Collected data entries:
__________________________________________________

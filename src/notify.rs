//! User-visible notifications
//!
//! The core never blocks on a notification; sinks must return promptly.

use log::{info, warn};

/// Severity of a notification
#[derive(Debug, Clone, Copy, PartialEq, Eq)]
pub enum NotifyLevel {
    /// Status messages such as a changed repeat mode
    Info,
    /// Recoverable failures
    Error,
}

/// Sink for short, dismissible messages
pub trait Notifier: Send + Sync {
    /// Delivers a message
    fn notify(&self, level: NotifyLevel, message: &str);
}

/// Notifier writing to the log
#[derive(Debug, Default, Clone, Copy)]
pub struct LogNotifier;

impl Notifier for LogNotifier {
    fn notify(&self, level: NotifyLevel, message: &str) {
        match level {
            NotifyLevel::Info => info!("{message}"),
            NotifyLevel::Error => warn!("{message}"),
        }
    }
}
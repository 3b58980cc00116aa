//! CLI argument parsing for dlna-explorer
//!
//! This module contains the CLI argument definitions and parsing logic
//! using the clap crate.

use crate::{
    config::{Config, DEFAULT_DISCOVERY_TIMEOUT, ROOT_OBJECT_ID},
    settings::RepeatMode,
};
use clap::{Args, Parser};
use log::LevelFilter;

/// Explore UPnP/DLNA media servers and play their content on a render
#[derive(Parser)]
#[command(author, version, about, long_about = None)]
pub struct Cli {
    /// Time in seconds to search and discover media servers and renders
    #[arg(short, long, default_value_t = DEFAULT_DISCOVERY_TIMEOUT)]
    pub timeout: u64,

    /// Log level
    #[arg(long, value_name = "LEVEL", global = true, default_value_t = LevelFilter::Info)]
    pub log_level: LevelFilter,

    /// The command to execute
    #[command(subcommand)]
    pub command: super::Commands,
}

impl Cli {
    /// Build a Config from CLI arguments and Play command
    pub fn build_config(&self, play_cmd: Option<&Play>) -> Config {
        let mut config = Config::new()
            .with_discovery_timeout(self.timeout)
            .with_log_level(self.log_level);

        if let Some(play) = play_cmd {
            config = config.with_autoplay(!play.paused);
        }

        config
    }
}

/// List command arguments
#[derive(Args)]
pub struct List;

/// Browse command arguments
#[derive(Args)]
pub struct Browse {
    /// Specify the media server through a query on its description (first one found otherwise)
    #[arg(short = 's', long = "server")]
    pub server_query: Option<String>,

    /// Object id of the container to list
    #[arg(short, long = "object-id", default_value = ROOT_OBJECT_ID)]
    pub object_id: String,
}

/// Delete command arguments
#[derive(Args)]
pub struct Delete {
    /// Specify the media server through a query on its description (first one found otherwise)
    #[arg(short = 's', long = "server")]
    pub server_query: Option<String>,

    /// Object id of the item or container to delete
    #[arg(short, long = "object-id")]
    pub object_id: String,
}

/// Play command arguments
#[derive(Args)]
pub struct Play {
    /// Specify the media server through a query on its description (first one found otherwise)
    #[arg(short = 's', long = "server")]
    pub server_query: Option<String>,

    /// Object id of the container whose items make the playlist
    #[arg(short, long = "object-id", default_value = ROOT_OBJECT_ID)]
    pub object_id: String,

    /// Index of the first item to play among the playable items of the container
    #[arg(short, long, default_value_t = 0)]
    pub index: usize,

    /// Specify the render through a query (scan devices before playing)
    #[arg(short = 'q', long = "query-device")]
    pub device_query: Option<String>,

    /// Specify the render through its exact location (no scan, faster)
    #[arg(short, long = "device")]
    pub device_url: Option<String>,

    /// Repeat mode to use and remember for the category of the first item
    #[arg(short, long, value_enum)]
    pub repeat: Option<RepeatMode>,

    /// Load the first item without starting playback
    #[arg(long)]
    pub paused: bool,
}
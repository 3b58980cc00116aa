//! DLNA media server implementation for dlna-explorer
//!
//! A [`MediaServer`] wraps a UPnP device exposing a ContentDirectory service.
//! It backs the [`ServerControl`] capability of a [`MediaServerHandle`]:
//! GENA subscriptions on the ContentDirectory and paged `Browse` calls.

use crate::{
    config::{
        BROWSE_PAGE_SIZE, DLNA_ACTION_BROWSE, DLNA_ACTION_DESTROY_OBJECT,
        SUBSCRIPTION_TIMEOUT_SECS,
    },
    content::{ContentItem, parse_didl},
    error::{Error, Result},
    utils::{format_device_description, retry_with_backoff},
};
use async_trait::async_trait;
use futures_util::StreamExt;
use log::{debug, info, warn};
use quick_xml::escape::escape;
use std::{collections::HashMap, fmt::Display, future::Future, sync::Arc, time::Duration};
use tokio::{
    sync::Mutex,
    task::JoinHandle,
    time::{Instant, interval_at},
};

use super::{
    discovery::{CONTENT_DIRECTORY, format_device},
    types::{DeviceId, MediaServerHandle, ServerControl},
};

/// An open GENA subscription
#[derive(Debug)]
struct Subscription {
    sid: String,
    events: JoinHandle<()>,
    renewal: JoinHandle<()>,
}

impl Subscription {
    fn stop_tasks(&self) {
        self.events.abort();
        self.renewal.abort();
    }
}

/// Consecutive failed renewals after which the subscription is given up
const MAX_RENEWAL_FAILURES: u32 = 2;

/// Runs `renew` every `period` until it fails [`MAX_RENEWAL_FAILURES`] times in a row
async fn keep_renewed<F, Fut, E>(name: String, period: Duration, mut renew: F)
where
    F: FnMut() -> Fut,
    Fut: Future<Output = std::result::Result<(), E>>,
    E: Display,
{
    let mut ticker = interval_at(Instant::now() + period, period);
    let mut failures = 0;
    while failures < MAX_RENEWAL_FAILURES {
        ticker.tick().await;
        match renew().await {
            Ok(()) => {
                debug!("Renewed subscription to {name}");
                failures = 0;
            }
            Err(e) => {
                failures += 1;
                warn!(
                    "Failed to renew subscription to {name} \
                     ({failures}/{MAX_RENEWAL_FAILURES}): {e}"
                );
            }
        }
    }
    warn!("Subscription to {name} lapsed");
}

/// A DLNA device which exposes a ContentDirectory.
#[derive(Debug)]
pub struct MediaServer {
    /// The UPnP device
    pub device: rupnp::Device,
    /// The ContentDirectory service
    pub service: rupnp::Service,
    subscription: Mutex<Option<Subscription>>,
}

impl Drop for MediaServer {
    fn drop(&mut self) {
        if let Some(subscription) = self.subscription.get_mut().take() {
            subscription.stop_tasks();
        }
    }
}

impl MediaServer {
    /// Creates a media server from a UPnP device if it has a ContentDirectory service
    pub fn from_device(device: rupnp::Device) -> Option<Self> {
        debug!(
            "Retrieving ContentDirectory service from device '{}'",
            format_device!(device)
        );
        match device.find_service(&CONTENT_DIRECTORY) {
            Some(service) => Some(Self {
                service: service.clone(),
                device,
                subscription: Mutex::new(None),
            }),
            None => {
                debug!("No ContentDirectory service found on {}", device.friendly_name());
                None
            }
        }
    }

    /// Wraps this server into a handle usable by the control point
    pub fn into_handle(self) -> MediaServerHandle {
        let id = DeviceId::new(self.device.udn());
        let device_type = self.device.device_type().to_string();
        let friendly_name = self.device.friendly_name().to_string();
        let location = self.device.url().to_string();
        MediaServerHandle::new(id, device_type, friendly_name, location, Arc::new(self))
    }

    /// Calls `Browse` for one page of direct children
    async fn browse_page(&self, object_id: &str, start: u32) -> Result<HashMap<String, String>> {
        let payload = build_browse_payload(object_id, start, BROWSE_PAGE_SIZE);
        self.service
            .action(self.device.url(), DLNA_ACTION_BROWSE, &payload)
            .await
            .map_err(|err| Error::DlnaActionFailed {
                action: DLNA_ACTION_BROWSE.to_string(),
                source: err,
            })
    }
}

#[async_trait]
impl ServerControl for MediaServer {
    async fn subscribe(&self) -> Result<()> {
        let mut subscription = self.subscription.lock().await;
        if subscription.is_some() {
            return Ok(());
        }

        let name = self.device.friendly_name().to_string();
        let (sid, stream) = self
            .service
            .subscribe(self.device.url(), SUBSCRIPTION_TIMEOUT_SECS)
            .await
            .map_err(|err| Error::SubscribeFailed {
                device: name.clone(),
                reason: err.to_string(),
            })?;
        info!("Subscribed to {name} ({sid})");

        let renewal = {
            let service = self.service.clone();
            let url = self.device.url().clone();
            let sid = sid.clone();
            tokio::spawn(keep_renewed(
                name.clone(),
                Duration::from_secs(u64::from(SUBSCRIPTION_TIMEOUT_SECS) / 2),
                move || {
                    let (service, url, sid) = (service.clone(), url.clone(), sid.clone());
                    async move {
                        service
                            .renew_subscription(&url, &sid, SUBSCRIPTION_TIMEOUT_SECS)
                            .await
                    }
                },
            ))
        };
        let events = tokio::spawn(async move {
            let mut stream = std::pin::pin!(stream);
            while let Some(event) = stream.next().await {
                match event {
                    Ok(vars) => debug!("Event from {name}: {vars:?}"),
                    Err(e) => {
                        warn!("Event stream of {name} failed: {e}");
                        break;
                    }
                }
            }
        });
        *subscription = Some(Subscription {
            sid,
            events,
            renewal,
        });
        Ok(())
    }

    async fn unsubscribe(&self) -> Result<()> {
        let Some(subscription) = self.subscription.lock().await.take() else {
            return Ok(());
        };
        subscription.stop_tasks();
        self.service
            .unsubscribe(self.device.url(), &subscription.sid)
            .await
            .map_err(|err| Error::UnsubscribeFailed {
                device: self.device.friendly_name().to_string(),
                reason: err.to_string(),
            })?;
        info!(
            "Unsubscribed from {} ({})",
            self.device.friendly_name(),
            subscription.sid
        );
        Ok(())
    }

    async fn browse(&self, object_id: &str) -> Result<Vec<ContentItem>> {
        let mut items = Vec::new();
        let mut start = 0;
        loop {
            let response = self.browse_page(object_id, start).await?;
            let didl = response.get("Result").map(String::as_str).unwrap_or("");
            let page = parse_didl(didl).map_err(|err| Error::DlnaResponseParseError {
                action: DLNA_ACTION_BROWSE.to_string(),
                error: err,
            })?;
            let returned = count_field(&response, "NumberReturned").unwrap_or(page.len() as u32);
            let total = count_field(&response, "TotalMatches").unwrap_or(0);
            items.extend(page);
            start += returned;
            if returned == 0 || start >= total {
                break;
            }
        }
        debug!("Browsed {} entries under '{object_id}'", items.len());
        Ok(items)
    }

    async fn destroy_object(&self, object_id: &str) -> Result<()> {
        let payload = build_destroy_object_payload(object_id);
        retry_with_backoff(
            || async {
                self.service
                    .action(self.device.url(), DLNA_ACTION_DESTROY_OBJECT, &payload)
                    .await
            },
            DLNA_ACTION_DESTROY_OBJECT,
        )
        .await
        .map_err(|err| Error::DlnaActionFailed {
            action: DLNA_ACTION_DESTROY_OBJECT.to_string(),
            source: err,
        })?;
        info!("Deleted '{object_id}' from {}", self.device.friendly_name());
        Ok(())
    }
}

fn count_field(response: &HashMap<String, String>, key: &str) -> Option<u32> {
    response.get(key).and_then(|value| value.trim().parse().ok())
}

/// Builds a ContentDirectory `Browse` payload listing direct children
fn build_browse_payload(object_id: &str, start: u32, count: u32) -> String {
    format!(
        r#"
    <ObjectID>{}</ObjectID>
    <BrowseFlag>BrowseDirectChildren</BrowseFlag>
    <Filter>*</Filter>
    <StartingIndex>{start}</StartingIndex>
    <RequestedCount>{count}</RequestedCount>
    <SortCriteria></SortCriteria>
"#,
        escape(object_id)
    )
}

/// Builds a ContentDirectory `DestroyObject` payload
fn build_destroy_object_payload(object_id: &str) -> String {
    format!(
        r#"
    <ObjectID>{}</ObjectID>
"#,
        escape(object_id)
    )
}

__________________________________________________

### Problem
For every line in the data above that has the string "Copy", return that line.

### Written response
#[derive(Debug, Clone, Copy, PartialEq, Eq)]
#[derive(Debug, Default, Clone, Copy)]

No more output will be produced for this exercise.